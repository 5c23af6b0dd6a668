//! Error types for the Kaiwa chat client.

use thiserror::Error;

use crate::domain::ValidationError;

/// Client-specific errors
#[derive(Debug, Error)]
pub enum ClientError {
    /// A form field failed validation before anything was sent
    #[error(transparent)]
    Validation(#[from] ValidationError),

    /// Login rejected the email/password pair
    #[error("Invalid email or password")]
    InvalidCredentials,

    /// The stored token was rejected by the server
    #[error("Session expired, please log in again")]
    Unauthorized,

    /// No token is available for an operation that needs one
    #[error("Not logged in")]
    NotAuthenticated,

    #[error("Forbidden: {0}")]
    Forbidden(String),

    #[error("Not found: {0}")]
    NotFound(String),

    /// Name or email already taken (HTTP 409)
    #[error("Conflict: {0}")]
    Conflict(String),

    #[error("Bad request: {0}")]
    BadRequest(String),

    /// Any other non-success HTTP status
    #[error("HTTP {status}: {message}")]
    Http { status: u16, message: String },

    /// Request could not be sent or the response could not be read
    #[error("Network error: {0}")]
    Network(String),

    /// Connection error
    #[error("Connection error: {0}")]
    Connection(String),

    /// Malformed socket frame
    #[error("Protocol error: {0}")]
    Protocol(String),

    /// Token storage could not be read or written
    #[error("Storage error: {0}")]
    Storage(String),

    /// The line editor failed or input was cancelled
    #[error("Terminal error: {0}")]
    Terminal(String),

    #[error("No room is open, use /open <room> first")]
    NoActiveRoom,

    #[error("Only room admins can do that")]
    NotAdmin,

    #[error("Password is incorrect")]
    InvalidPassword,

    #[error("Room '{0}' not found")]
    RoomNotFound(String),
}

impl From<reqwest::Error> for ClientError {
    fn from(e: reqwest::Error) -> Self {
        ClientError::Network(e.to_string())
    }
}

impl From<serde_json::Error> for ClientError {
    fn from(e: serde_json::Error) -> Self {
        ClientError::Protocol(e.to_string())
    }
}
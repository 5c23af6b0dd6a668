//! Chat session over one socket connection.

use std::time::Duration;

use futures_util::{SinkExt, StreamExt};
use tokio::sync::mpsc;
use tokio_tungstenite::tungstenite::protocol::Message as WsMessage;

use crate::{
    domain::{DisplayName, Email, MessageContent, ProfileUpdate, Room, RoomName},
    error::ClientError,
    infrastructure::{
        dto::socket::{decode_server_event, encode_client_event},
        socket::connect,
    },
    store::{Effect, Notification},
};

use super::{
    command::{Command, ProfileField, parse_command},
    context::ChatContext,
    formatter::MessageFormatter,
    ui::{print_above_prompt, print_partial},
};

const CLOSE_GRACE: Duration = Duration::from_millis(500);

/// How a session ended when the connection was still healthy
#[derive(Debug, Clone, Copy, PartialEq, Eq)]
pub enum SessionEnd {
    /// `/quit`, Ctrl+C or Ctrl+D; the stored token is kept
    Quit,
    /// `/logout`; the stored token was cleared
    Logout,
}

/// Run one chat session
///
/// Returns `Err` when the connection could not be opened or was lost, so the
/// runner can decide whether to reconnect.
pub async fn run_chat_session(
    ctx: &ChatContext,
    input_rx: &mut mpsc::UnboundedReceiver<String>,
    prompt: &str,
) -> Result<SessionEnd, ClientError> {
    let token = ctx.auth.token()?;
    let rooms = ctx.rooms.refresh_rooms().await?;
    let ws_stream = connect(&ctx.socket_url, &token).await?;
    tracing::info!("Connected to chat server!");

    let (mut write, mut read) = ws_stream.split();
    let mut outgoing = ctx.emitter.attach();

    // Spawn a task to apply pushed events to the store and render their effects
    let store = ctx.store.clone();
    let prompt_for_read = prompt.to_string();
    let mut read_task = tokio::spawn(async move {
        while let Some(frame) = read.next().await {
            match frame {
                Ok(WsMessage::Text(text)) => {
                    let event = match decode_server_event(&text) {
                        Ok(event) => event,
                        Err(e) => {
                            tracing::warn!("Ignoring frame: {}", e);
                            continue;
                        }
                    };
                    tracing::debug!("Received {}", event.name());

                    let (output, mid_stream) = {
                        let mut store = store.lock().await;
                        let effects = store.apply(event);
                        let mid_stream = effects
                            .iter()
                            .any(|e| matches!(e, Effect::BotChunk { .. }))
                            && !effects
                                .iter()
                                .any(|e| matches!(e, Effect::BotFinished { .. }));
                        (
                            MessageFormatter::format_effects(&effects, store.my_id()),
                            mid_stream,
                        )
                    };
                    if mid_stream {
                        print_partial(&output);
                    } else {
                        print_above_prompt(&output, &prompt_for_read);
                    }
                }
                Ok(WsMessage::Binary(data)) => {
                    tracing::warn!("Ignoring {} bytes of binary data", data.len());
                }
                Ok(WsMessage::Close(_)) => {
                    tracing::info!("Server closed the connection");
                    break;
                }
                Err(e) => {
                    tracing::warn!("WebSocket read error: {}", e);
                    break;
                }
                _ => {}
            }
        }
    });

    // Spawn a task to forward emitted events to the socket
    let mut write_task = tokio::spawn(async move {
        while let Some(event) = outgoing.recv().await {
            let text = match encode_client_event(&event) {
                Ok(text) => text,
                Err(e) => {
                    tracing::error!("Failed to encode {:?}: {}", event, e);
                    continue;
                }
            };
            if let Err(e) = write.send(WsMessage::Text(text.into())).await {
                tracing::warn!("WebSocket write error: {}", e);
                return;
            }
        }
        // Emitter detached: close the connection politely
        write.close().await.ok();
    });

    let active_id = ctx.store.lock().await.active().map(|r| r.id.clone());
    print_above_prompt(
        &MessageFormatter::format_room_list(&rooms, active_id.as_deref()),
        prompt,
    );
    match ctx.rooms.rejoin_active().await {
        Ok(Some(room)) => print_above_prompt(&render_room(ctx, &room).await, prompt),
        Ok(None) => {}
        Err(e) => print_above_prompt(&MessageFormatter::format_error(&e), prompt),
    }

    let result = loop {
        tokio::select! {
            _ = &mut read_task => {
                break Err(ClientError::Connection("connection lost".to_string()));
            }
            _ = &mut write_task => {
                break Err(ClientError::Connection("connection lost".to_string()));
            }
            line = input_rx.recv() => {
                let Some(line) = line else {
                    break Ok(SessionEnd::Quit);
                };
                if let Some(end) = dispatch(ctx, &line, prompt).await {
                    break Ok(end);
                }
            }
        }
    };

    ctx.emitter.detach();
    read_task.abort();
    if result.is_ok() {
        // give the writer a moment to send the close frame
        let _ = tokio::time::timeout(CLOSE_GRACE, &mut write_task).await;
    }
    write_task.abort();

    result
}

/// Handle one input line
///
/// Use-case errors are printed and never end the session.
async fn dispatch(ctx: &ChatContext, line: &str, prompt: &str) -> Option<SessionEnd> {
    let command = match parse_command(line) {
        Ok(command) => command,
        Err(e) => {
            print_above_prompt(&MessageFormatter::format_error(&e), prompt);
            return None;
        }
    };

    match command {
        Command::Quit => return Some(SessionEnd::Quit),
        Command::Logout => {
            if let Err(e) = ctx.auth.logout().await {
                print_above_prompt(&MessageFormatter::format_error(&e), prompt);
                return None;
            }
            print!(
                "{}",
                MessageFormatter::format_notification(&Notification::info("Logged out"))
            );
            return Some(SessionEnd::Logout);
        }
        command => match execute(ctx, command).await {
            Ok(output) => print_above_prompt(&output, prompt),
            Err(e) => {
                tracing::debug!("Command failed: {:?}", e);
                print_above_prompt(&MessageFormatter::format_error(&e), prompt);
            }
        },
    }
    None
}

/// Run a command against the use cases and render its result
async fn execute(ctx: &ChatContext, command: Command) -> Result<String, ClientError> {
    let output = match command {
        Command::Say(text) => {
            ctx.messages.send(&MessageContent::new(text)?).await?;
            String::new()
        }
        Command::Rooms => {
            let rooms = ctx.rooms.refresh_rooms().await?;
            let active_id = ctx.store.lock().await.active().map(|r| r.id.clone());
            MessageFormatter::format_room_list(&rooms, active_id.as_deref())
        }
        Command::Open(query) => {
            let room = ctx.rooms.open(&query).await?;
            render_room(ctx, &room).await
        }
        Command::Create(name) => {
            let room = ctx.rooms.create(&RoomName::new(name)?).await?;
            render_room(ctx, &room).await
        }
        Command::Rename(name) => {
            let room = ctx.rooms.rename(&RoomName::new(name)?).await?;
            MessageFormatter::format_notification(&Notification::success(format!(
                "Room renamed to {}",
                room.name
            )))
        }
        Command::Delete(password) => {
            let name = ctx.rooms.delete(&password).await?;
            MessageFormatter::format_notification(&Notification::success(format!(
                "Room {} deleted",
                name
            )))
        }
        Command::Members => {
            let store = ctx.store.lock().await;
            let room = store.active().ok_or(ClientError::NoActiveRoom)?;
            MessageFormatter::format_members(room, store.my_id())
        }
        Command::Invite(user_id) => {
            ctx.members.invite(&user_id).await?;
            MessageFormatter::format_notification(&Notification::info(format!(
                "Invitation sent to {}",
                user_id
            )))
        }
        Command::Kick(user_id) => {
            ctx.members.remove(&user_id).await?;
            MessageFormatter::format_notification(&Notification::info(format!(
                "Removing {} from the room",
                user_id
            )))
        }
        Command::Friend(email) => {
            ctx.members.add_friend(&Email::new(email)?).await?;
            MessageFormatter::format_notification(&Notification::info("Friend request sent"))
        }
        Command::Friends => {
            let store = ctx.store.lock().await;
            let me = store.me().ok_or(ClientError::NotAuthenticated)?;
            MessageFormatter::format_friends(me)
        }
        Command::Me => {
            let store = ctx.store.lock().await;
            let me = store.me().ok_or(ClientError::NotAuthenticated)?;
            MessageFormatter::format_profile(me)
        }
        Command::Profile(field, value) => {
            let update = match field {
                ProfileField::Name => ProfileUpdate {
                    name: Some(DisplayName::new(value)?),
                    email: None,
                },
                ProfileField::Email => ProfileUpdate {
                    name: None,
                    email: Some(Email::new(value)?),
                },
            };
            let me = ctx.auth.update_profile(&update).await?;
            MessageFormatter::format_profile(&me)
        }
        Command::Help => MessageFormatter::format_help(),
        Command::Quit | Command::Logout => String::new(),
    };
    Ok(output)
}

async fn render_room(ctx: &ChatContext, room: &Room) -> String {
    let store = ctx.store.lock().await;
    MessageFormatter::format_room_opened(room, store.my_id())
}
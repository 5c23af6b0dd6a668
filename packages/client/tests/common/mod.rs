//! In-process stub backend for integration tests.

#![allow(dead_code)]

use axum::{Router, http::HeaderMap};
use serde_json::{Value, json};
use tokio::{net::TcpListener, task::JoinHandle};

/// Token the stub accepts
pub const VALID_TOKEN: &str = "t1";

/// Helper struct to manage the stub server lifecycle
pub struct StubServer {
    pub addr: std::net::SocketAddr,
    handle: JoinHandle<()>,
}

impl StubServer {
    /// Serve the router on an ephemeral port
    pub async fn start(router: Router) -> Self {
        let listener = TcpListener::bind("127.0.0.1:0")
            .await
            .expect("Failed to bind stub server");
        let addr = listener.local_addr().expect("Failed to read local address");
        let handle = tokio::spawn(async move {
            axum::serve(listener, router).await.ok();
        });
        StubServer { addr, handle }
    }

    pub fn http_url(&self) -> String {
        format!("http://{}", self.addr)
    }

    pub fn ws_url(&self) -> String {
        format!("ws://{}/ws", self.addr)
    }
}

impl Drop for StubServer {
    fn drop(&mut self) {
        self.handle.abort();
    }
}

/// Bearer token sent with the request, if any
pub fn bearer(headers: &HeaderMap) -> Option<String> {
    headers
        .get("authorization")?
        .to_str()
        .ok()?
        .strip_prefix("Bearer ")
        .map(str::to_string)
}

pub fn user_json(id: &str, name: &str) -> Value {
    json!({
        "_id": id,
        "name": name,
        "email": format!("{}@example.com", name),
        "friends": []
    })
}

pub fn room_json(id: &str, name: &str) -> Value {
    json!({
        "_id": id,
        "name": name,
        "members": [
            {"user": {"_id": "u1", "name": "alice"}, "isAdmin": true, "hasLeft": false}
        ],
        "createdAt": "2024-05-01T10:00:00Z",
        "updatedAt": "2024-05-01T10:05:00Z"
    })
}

● ● ● ● ●

Task details. Show the lines above that include "Some".

Solution for this problem.
        while let Some(frame) = read.next().await {
        while let Some(event) = outgoing.recv().await {
        Ok(Some(room)) => print_above_prompt(&render_room(ctx, &room).await, prompt),
                let Some(line) = line else {
                if let Some(end) = dispatch(ctx, &line, prompt).await {
        Command::Quit => return Some(SessionEnd::Quit),
            return Some(SessionEnd::Logout);
                    name: Some(DisplayName::new(value)?),
                    email: Some(Email::new(value)?),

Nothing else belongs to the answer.